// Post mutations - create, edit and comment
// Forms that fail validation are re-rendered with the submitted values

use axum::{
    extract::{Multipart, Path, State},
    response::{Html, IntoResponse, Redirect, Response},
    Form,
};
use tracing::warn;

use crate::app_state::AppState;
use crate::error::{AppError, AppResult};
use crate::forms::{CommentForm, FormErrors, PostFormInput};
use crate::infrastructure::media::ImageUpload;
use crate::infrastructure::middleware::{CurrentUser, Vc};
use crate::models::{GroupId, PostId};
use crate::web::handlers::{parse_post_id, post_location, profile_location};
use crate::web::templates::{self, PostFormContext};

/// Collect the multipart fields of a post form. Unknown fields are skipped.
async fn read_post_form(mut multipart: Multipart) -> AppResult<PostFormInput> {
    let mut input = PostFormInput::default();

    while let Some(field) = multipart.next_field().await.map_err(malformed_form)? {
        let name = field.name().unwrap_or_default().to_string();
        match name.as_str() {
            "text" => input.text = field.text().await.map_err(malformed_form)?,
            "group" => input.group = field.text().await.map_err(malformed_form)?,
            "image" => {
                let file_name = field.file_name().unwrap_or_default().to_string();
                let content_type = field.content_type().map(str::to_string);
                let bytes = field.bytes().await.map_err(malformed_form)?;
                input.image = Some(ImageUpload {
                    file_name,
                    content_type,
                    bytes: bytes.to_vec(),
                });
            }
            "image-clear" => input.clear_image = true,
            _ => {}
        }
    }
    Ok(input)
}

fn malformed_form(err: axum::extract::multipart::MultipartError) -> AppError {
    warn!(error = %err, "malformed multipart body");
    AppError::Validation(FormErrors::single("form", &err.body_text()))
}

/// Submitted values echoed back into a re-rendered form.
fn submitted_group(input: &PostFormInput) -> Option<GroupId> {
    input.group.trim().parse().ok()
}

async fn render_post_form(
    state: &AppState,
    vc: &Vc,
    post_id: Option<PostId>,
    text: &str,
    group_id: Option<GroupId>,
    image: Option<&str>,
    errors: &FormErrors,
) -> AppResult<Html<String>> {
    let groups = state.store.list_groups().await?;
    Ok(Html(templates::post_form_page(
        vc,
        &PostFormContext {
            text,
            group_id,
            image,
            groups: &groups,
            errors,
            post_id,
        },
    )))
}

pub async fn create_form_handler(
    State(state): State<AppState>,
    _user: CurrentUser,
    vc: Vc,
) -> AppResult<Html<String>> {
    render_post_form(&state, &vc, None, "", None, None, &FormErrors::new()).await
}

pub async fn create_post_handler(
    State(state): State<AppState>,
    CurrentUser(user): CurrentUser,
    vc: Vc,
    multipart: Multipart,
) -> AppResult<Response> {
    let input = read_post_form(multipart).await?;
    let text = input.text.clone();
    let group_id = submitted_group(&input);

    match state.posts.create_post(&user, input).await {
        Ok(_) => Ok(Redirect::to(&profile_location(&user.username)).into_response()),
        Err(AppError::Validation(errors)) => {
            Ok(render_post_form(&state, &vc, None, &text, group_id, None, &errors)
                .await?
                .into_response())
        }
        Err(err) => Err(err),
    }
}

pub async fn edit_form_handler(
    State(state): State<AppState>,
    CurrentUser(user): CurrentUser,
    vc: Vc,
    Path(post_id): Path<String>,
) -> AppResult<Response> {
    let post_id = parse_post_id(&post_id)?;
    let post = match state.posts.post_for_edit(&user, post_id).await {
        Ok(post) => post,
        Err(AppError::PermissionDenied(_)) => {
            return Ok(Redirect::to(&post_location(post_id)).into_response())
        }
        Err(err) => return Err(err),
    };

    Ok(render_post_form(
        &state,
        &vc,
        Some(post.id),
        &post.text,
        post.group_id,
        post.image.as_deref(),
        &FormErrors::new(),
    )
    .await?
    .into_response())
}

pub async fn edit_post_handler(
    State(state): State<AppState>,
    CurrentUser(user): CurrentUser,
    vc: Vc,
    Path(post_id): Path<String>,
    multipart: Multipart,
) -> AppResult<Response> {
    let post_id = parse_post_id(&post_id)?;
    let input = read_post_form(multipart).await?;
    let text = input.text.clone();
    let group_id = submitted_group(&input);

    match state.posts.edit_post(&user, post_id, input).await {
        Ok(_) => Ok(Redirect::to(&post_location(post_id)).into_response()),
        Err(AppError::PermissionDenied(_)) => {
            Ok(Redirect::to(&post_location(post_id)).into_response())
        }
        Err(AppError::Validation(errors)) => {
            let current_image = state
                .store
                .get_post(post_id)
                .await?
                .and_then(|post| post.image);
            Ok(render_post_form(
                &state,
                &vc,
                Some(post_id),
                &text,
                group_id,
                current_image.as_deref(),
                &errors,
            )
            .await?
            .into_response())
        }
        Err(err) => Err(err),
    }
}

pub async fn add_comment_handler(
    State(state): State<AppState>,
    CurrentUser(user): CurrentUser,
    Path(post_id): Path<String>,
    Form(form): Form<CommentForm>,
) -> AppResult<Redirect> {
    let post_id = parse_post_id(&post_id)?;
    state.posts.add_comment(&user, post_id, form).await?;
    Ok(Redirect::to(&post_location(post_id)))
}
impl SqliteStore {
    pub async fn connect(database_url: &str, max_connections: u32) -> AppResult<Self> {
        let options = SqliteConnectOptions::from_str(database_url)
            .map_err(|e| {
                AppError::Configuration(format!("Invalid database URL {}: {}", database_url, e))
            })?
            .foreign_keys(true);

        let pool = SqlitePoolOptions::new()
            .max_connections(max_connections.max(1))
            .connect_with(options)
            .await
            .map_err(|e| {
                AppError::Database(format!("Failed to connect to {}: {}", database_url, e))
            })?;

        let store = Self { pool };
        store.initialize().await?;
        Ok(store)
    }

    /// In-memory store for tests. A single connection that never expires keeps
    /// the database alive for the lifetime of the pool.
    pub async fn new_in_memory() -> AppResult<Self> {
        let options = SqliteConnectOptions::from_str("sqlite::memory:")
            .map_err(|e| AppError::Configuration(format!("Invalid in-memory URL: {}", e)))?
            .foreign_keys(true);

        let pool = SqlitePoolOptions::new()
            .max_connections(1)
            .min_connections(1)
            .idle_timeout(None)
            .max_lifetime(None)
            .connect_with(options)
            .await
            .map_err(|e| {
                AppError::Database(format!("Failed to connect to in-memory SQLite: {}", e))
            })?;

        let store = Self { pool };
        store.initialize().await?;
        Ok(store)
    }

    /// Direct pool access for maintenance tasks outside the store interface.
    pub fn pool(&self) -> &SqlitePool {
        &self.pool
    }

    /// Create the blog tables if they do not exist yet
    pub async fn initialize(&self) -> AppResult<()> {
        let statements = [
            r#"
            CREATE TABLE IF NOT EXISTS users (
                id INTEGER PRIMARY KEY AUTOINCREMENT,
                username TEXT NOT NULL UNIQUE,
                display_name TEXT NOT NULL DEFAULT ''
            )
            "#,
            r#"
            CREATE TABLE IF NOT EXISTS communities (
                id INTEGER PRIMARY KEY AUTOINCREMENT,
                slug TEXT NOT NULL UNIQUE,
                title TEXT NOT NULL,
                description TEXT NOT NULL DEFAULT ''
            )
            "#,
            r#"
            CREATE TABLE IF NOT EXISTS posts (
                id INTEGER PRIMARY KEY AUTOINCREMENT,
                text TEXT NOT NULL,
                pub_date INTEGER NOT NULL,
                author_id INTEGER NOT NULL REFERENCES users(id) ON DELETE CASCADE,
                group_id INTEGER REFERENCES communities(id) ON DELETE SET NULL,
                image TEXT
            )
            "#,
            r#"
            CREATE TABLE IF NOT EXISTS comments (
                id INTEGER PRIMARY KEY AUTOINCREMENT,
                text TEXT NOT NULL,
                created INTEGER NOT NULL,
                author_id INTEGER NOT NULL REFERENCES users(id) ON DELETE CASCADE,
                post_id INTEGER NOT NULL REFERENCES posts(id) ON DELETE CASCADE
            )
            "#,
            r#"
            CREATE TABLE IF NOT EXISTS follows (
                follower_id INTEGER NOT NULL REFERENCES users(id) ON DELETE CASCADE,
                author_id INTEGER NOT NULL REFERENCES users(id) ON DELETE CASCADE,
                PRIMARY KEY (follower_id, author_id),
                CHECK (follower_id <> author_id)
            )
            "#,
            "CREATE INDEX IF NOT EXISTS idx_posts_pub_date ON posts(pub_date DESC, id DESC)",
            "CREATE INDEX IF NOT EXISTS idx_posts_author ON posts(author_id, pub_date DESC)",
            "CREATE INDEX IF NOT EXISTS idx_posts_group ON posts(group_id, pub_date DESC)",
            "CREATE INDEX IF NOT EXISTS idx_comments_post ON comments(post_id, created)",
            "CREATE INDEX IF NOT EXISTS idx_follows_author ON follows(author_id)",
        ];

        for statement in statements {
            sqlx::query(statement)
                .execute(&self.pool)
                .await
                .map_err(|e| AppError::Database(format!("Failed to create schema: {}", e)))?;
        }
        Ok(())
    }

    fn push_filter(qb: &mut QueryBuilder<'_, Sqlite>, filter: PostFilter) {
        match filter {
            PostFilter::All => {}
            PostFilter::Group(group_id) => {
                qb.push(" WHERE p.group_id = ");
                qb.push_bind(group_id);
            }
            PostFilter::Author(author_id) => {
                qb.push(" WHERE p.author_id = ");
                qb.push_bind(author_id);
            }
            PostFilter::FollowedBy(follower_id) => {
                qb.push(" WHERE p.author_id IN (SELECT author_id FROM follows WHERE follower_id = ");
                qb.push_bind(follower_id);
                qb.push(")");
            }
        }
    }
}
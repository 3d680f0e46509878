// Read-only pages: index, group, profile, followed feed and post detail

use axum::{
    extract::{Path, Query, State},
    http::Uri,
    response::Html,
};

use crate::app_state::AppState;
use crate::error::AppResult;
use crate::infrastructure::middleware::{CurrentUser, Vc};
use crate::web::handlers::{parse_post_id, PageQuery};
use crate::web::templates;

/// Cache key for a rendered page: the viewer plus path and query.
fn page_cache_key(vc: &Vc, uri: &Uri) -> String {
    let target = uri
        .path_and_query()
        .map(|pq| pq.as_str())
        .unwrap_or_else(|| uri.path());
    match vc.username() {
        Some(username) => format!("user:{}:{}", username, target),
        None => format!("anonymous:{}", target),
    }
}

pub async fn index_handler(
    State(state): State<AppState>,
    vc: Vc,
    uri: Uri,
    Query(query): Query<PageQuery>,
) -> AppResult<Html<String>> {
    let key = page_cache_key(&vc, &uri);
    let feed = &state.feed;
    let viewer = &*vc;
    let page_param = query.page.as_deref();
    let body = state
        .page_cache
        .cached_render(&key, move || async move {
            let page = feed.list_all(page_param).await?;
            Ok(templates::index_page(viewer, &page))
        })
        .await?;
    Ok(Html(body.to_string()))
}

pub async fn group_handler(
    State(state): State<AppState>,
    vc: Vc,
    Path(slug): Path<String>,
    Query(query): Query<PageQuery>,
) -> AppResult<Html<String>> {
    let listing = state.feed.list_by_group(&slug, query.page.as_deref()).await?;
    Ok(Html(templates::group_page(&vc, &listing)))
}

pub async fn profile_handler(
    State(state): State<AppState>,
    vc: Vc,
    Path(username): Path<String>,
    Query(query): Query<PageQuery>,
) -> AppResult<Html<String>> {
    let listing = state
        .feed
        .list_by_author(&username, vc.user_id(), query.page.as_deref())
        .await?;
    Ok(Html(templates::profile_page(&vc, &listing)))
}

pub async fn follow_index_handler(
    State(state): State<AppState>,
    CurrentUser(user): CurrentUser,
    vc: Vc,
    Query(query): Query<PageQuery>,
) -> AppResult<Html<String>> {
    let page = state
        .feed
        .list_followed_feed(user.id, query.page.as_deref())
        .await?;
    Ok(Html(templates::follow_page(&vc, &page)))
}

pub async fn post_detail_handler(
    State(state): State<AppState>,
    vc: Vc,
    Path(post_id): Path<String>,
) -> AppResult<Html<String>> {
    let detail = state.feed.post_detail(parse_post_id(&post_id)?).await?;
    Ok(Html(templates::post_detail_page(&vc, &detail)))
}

::::::

**Action item**:
The word "None" may appear in several lines of the data; copy every line where it does.

**Answer space**:
    render_post_form(&state, &vc, None, "", None, None, &FormErrors::new()).await
            Ok(render_post_form(&state, &vc, None, &text, group_id, None, &errors)
            .idle_timeout(None)
            .max_lifetime(None)
        None => format!("anonymous:{}", target),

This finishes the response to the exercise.